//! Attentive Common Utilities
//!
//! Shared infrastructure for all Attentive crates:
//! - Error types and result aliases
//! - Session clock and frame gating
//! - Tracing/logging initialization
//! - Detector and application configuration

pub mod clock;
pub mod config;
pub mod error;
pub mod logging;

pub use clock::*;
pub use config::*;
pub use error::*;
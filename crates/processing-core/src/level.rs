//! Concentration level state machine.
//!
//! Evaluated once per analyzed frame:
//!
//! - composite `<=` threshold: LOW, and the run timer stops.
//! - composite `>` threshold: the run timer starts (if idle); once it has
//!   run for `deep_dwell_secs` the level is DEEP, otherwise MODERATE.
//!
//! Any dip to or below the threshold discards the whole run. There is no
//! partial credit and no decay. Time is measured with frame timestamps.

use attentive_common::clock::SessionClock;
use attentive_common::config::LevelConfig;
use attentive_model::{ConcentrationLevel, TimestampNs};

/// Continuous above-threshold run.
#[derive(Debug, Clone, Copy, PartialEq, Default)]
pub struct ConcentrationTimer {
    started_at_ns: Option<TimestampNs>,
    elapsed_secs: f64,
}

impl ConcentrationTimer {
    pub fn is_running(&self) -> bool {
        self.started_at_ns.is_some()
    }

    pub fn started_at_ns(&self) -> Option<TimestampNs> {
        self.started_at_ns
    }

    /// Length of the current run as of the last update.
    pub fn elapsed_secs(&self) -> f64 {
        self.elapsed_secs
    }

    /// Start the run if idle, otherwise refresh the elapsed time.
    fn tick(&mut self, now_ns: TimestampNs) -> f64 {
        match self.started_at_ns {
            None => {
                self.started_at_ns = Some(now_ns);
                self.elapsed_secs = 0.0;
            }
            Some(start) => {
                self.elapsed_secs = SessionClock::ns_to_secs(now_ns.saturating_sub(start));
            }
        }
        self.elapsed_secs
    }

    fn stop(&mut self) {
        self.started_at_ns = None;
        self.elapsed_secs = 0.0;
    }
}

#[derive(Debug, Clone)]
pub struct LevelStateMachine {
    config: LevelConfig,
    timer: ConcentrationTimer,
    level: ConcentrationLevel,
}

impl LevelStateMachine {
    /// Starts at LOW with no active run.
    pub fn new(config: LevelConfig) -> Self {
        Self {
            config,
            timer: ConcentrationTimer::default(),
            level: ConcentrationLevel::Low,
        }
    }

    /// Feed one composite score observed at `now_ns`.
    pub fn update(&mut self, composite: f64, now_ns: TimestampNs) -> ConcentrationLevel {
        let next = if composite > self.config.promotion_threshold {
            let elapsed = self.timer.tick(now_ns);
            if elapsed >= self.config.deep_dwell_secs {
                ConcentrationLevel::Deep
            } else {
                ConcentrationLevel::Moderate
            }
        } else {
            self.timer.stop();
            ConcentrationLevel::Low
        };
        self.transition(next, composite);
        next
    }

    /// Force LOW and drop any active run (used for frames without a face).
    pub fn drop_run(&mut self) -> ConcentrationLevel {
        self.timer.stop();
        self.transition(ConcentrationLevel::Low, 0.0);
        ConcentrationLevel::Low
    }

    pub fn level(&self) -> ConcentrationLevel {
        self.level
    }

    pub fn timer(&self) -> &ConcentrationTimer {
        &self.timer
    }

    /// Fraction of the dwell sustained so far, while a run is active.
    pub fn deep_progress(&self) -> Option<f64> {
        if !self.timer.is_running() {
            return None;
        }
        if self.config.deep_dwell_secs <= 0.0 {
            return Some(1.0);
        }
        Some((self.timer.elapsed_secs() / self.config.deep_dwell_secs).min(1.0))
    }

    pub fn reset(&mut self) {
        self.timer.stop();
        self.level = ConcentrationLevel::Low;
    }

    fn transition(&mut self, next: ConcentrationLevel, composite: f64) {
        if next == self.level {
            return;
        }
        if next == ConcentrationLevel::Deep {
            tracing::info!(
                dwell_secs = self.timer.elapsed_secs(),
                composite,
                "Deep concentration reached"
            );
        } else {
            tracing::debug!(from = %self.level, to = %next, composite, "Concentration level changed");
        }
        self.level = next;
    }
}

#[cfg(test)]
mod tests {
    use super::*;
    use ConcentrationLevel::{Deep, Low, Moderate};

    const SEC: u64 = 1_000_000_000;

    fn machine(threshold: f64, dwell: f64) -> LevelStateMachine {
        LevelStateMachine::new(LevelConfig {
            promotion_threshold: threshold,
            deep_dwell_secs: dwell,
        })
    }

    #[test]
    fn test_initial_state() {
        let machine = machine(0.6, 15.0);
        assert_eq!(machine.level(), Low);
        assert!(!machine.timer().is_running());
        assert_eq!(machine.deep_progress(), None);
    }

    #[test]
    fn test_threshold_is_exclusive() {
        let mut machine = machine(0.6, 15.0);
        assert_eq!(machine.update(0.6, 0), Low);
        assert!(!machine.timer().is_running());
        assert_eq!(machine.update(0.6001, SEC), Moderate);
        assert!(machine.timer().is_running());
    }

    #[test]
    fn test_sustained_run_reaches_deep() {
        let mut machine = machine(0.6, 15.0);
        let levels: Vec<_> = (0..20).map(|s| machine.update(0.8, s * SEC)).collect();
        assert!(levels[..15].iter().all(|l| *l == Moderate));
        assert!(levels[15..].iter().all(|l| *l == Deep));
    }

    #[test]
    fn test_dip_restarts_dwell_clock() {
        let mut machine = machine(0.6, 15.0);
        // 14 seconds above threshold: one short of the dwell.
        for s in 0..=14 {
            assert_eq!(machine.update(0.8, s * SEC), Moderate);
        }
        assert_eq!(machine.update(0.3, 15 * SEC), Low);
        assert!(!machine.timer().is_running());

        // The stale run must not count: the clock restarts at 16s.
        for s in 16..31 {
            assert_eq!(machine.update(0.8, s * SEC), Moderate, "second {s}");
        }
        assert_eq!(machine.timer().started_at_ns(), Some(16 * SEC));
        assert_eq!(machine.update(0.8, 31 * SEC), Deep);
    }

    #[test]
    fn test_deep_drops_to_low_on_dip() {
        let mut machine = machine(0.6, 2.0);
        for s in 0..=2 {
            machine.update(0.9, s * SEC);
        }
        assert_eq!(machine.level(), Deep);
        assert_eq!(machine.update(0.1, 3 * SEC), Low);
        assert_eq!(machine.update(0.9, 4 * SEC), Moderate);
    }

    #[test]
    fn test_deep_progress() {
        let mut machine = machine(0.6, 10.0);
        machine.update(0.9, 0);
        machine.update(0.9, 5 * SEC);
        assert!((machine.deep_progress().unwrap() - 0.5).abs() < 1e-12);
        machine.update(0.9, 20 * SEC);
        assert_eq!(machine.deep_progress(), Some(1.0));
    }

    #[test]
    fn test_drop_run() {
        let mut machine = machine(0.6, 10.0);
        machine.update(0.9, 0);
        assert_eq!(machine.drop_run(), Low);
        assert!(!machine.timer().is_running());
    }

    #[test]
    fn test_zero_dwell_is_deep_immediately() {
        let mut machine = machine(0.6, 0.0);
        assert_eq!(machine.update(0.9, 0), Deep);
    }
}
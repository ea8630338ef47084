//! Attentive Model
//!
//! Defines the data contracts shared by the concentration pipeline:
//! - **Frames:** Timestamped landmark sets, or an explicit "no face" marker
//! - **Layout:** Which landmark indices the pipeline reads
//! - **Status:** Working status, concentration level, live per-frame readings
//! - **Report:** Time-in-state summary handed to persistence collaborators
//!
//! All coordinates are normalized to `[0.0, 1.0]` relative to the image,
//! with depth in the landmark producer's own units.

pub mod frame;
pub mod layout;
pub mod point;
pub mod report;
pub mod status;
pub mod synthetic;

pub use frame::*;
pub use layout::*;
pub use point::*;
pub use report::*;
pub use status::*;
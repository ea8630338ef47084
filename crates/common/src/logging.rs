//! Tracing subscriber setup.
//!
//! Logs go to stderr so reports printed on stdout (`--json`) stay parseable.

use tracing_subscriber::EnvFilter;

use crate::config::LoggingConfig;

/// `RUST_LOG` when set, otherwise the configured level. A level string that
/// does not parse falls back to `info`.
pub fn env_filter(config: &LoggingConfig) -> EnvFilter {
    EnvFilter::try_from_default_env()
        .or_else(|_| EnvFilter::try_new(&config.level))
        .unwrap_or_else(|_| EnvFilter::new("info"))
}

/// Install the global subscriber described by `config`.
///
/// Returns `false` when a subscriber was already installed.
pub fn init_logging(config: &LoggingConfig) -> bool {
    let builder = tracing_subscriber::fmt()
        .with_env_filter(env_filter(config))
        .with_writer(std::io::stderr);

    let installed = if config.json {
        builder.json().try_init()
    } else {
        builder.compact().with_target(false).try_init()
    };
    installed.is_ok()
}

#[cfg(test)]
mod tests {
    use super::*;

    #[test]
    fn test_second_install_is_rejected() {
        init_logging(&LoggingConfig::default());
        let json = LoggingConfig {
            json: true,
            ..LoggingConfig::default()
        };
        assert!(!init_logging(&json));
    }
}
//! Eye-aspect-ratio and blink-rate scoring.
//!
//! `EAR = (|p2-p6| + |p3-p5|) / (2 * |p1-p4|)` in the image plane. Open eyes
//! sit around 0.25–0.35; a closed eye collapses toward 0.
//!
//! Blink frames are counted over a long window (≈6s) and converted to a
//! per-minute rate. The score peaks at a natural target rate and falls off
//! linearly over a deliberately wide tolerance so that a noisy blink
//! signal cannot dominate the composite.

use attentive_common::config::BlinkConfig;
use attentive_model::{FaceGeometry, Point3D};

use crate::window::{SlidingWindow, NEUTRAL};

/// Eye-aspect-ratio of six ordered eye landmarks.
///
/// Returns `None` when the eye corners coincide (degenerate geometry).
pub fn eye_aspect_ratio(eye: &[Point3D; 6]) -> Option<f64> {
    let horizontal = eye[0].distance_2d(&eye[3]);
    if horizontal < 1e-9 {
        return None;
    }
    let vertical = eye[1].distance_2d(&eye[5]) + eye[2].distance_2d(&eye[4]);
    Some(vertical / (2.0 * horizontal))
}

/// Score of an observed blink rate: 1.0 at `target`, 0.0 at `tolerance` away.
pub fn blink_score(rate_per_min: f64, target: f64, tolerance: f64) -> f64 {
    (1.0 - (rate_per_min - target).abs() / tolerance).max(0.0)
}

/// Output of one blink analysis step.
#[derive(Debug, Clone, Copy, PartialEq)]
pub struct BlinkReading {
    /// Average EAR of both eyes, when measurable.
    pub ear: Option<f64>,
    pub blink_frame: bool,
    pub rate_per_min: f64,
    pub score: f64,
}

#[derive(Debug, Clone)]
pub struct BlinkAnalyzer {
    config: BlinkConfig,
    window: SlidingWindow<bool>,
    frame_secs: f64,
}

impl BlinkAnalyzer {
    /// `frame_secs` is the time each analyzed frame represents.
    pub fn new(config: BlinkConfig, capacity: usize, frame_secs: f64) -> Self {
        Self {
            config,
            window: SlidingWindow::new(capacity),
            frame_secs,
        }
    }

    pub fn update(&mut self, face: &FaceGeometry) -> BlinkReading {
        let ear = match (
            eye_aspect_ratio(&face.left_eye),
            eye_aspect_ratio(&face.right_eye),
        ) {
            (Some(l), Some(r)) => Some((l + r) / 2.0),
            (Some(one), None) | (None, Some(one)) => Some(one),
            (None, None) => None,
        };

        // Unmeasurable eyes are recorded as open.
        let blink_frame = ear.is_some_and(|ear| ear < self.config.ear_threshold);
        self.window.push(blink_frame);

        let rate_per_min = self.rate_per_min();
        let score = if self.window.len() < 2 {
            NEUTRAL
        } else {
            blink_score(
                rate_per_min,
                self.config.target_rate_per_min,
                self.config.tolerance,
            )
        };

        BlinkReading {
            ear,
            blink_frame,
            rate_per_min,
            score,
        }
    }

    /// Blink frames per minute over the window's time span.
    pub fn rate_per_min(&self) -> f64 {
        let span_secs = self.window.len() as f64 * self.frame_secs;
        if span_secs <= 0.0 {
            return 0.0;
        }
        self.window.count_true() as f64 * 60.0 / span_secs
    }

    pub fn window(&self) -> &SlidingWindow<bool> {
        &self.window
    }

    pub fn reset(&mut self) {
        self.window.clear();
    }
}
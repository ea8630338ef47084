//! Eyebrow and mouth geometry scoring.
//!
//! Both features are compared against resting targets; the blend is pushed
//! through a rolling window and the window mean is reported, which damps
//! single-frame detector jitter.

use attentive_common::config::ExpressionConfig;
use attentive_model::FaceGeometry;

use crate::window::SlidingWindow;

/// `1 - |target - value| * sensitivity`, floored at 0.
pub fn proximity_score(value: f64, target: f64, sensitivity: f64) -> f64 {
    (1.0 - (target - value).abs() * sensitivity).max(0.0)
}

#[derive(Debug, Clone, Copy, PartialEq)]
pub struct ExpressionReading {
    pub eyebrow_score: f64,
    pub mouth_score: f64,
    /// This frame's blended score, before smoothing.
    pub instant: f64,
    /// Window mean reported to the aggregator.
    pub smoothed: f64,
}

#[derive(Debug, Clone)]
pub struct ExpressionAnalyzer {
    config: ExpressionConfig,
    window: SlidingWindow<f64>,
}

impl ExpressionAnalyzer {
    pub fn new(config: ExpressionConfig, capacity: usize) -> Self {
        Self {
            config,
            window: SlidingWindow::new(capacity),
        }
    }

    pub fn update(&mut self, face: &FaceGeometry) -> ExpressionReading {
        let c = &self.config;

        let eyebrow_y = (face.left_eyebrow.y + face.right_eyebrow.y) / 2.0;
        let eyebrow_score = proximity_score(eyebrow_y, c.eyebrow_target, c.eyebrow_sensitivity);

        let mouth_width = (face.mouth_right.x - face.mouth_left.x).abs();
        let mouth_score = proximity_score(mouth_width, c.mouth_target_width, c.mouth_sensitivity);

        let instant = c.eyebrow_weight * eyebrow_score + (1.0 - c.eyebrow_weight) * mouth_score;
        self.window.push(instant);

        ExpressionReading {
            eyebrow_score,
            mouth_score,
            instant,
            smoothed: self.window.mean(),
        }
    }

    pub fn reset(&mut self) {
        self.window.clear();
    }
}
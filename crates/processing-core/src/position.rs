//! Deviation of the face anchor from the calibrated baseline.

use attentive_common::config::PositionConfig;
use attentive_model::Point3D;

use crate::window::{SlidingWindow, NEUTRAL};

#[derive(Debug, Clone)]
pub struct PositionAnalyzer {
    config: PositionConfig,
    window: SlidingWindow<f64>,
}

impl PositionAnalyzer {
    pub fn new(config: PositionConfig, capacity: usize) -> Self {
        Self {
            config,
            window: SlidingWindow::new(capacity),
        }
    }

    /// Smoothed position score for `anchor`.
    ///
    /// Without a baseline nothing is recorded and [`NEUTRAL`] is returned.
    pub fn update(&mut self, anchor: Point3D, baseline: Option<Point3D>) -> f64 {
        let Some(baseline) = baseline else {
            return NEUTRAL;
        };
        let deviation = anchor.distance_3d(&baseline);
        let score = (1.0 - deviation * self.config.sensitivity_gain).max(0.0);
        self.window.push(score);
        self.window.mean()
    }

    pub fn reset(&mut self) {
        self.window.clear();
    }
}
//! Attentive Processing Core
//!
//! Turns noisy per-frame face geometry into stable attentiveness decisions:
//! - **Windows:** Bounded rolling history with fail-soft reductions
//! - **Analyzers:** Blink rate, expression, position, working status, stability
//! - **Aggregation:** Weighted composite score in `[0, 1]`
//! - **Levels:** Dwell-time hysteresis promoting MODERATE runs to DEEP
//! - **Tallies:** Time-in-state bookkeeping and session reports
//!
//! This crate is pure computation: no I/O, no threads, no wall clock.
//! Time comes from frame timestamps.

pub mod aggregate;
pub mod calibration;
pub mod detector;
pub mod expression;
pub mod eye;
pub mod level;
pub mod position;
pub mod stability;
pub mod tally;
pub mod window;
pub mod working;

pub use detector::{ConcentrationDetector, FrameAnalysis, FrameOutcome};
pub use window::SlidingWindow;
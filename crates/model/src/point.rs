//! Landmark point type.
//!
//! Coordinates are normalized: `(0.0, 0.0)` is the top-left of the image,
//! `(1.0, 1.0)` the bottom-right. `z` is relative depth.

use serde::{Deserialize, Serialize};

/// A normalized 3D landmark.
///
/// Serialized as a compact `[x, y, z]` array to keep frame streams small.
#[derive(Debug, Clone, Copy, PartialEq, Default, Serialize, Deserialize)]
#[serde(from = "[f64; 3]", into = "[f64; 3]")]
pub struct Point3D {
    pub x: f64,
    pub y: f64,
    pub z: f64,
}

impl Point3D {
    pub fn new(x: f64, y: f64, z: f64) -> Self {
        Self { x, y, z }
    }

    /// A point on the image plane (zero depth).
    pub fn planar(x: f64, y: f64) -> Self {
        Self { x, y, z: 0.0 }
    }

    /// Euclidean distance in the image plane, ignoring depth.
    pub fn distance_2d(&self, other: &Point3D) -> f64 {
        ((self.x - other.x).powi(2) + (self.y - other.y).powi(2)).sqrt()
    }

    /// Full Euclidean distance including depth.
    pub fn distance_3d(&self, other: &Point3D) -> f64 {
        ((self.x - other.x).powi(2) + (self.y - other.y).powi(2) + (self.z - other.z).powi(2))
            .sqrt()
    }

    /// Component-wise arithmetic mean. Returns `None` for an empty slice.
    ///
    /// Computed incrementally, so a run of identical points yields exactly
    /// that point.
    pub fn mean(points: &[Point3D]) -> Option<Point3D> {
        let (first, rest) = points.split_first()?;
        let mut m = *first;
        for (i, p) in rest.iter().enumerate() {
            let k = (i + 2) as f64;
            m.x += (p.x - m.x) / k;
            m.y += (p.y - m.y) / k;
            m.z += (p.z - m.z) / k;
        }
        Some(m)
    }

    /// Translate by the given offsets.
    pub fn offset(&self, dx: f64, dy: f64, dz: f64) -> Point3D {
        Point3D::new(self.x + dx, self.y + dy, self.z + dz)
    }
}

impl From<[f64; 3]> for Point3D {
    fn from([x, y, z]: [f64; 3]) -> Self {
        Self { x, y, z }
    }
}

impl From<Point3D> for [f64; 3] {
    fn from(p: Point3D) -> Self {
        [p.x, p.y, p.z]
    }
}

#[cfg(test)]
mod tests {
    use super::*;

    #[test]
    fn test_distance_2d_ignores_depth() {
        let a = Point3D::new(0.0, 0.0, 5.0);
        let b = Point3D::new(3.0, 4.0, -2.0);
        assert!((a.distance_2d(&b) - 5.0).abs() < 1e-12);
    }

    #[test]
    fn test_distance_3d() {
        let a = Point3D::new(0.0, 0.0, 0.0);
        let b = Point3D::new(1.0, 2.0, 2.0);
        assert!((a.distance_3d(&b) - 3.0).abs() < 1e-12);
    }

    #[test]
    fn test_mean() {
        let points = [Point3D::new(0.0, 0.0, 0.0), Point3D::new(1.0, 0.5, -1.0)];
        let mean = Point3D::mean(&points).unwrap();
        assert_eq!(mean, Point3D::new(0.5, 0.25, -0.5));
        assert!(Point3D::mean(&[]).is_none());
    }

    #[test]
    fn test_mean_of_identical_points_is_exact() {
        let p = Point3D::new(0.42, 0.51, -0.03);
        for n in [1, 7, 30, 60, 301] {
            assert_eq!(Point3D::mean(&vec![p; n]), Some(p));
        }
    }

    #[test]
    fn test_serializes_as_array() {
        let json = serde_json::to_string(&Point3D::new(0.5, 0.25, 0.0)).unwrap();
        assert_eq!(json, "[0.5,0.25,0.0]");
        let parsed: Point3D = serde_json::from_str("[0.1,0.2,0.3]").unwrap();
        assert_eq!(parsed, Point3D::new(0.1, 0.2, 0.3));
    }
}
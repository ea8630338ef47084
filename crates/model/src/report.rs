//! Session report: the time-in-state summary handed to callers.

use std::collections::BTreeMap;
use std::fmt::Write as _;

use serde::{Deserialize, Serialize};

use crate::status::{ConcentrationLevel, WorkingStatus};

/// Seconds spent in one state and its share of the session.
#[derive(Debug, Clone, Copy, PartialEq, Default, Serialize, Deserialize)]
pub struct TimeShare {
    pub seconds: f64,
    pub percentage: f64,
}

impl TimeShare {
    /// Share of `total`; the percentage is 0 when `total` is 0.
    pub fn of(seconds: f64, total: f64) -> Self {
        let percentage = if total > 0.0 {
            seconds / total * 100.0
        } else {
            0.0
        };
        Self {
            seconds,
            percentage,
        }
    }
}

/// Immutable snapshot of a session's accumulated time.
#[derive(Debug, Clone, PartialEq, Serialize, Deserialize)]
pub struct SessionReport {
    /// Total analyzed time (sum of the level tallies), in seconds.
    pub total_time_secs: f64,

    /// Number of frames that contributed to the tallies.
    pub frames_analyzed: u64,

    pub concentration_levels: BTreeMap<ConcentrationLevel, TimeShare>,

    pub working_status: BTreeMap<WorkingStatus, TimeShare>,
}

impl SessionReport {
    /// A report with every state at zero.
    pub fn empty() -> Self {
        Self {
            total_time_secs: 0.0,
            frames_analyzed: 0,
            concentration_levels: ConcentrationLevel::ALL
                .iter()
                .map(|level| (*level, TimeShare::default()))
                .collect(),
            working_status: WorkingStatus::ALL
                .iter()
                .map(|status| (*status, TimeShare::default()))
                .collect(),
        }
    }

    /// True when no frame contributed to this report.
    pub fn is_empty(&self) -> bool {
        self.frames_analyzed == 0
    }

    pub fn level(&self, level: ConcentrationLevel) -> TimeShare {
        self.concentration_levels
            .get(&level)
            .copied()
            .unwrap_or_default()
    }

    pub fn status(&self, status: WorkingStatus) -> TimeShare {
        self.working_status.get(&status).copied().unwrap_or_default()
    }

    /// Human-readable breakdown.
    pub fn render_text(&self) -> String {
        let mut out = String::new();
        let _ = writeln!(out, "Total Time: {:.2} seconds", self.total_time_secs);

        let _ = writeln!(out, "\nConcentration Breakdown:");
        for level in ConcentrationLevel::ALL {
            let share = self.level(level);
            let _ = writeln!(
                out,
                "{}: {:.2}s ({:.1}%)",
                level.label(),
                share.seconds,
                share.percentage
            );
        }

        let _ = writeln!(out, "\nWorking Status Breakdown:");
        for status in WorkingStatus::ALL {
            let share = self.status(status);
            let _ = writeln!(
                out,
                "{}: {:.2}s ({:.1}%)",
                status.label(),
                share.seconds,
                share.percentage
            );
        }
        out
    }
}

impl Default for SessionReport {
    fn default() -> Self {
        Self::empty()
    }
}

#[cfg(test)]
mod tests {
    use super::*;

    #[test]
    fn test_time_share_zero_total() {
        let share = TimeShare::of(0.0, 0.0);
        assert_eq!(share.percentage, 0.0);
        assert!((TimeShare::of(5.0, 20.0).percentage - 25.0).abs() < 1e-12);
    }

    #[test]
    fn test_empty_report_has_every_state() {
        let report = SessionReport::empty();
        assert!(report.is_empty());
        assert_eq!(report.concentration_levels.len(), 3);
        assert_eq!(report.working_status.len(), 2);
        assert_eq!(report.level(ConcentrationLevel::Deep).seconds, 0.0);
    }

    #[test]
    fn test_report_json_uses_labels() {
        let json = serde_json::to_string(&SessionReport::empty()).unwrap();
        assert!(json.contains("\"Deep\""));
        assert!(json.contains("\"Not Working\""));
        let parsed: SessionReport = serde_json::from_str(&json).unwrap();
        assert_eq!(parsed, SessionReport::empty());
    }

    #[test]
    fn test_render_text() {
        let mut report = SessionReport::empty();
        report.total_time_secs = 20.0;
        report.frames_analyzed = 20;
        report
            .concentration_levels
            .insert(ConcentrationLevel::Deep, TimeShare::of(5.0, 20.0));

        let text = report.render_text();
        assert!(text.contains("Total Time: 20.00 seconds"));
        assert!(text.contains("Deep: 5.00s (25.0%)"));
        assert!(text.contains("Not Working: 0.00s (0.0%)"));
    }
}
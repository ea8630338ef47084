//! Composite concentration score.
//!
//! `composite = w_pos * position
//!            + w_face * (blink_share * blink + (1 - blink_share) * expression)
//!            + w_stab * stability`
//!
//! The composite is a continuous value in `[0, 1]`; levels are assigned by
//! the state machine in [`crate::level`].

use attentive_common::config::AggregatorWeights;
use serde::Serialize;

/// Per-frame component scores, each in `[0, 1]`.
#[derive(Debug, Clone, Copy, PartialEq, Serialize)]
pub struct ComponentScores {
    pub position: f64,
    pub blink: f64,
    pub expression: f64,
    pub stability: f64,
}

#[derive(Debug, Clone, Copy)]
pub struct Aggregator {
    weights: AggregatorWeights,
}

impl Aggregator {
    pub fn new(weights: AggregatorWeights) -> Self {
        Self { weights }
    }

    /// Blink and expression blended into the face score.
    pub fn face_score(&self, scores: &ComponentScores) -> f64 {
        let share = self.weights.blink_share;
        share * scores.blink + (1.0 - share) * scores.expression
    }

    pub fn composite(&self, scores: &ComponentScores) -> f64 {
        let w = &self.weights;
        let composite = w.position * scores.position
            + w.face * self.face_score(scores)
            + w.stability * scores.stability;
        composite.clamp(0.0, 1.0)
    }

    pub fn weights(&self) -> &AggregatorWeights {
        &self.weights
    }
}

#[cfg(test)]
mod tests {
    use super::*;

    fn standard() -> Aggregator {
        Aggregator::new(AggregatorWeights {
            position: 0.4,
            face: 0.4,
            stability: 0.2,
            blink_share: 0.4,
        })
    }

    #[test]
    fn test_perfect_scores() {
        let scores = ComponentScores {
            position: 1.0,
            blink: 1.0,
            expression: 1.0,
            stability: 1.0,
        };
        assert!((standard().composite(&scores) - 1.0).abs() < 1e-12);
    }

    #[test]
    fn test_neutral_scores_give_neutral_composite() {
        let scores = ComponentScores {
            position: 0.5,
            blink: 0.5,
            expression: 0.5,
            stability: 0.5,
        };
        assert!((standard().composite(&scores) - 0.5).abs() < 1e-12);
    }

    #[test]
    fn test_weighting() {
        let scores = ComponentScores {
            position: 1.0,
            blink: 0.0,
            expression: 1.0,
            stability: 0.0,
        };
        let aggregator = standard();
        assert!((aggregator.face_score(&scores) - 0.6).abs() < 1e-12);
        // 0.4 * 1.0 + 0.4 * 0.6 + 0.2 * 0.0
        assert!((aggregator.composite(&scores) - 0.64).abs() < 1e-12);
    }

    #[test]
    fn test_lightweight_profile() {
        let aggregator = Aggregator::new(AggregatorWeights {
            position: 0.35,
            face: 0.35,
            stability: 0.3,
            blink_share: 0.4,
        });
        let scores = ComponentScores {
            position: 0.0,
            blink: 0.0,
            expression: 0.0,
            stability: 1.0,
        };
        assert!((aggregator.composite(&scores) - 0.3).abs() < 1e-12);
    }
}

• • • • •

Work item - Look above for the line that contains "impl Default for". Starting there, transcribe every line exactly until you have copied the line that contains "the state machine".

Written response -
impl Default for SessionReport {
    fn default() -> Self {
        Self::empty()
    }
}

#[cfg(test)]
mod tests {
    use super::*;

    #[test]
    fn test_time_share_zero_total() {
        let share = TimeShare::of(0.0, 0.0);
        assert_eq!(share.percentage, 0.0);
        assert!((TimeShare::of(5.0, 20.0).percentage - 25.0).abs() < 1e-12);
    }

    #[test]
    fn test_empty_report_has_every_state() {
        let report = SessionReport::empty();
        assert!(report.is_empty());
        assert_eq!(report.concentration_levels.len(), 3);
        assert_eq!(report.working_status.len(), 2);
        assert_eq!(report.level(ConcentrationLevel::Deep).seconds, 0.0);
    }

    #[test]
    fn test_report_json_uses_labels() {
        let json = serde_json::to_string(&SessionReport::empty()).unwrap();
        assert!(json.contains("\"Deep\""));
        assert!(json.contains("\"Not Working\""));
        let parsed: SessionReport = serde_json::from_str(&json).unwrap();
        assert_eq!(parsed, SessionReport::empty());
    }

    #[test]
    fn test_render_text() {
        let mut report = SessionReport::empty();
        report.total_time_secs = 20.0;
        report.frames_analyzed = 20;
        report
            .concentration_levels
            .insert(ConcentrationLevel::Deep, TimeShare::of(5.0, 20.0));

        let text = report.render_text();
        assert!(text.contains("Total Time: 20.00 seconds"));
        assert!(text.contains("Deep: 5.00s (25.0%)"));
        assert!(text.contains("Not Working: 0.00s (0.0%)"));
    }
}
repository ea8630338ef47084
//! Composite concentration score.
//!
//! `composite = w_pos * position
//!            + w_face * (blink_share * blink + (1 - blink_share) * expression)
//!            + w_stab * stability`
//!
//! The composite is a continuous value in `[0, 1]`; levels are assigned by
//! the state machine in [`crate::level`].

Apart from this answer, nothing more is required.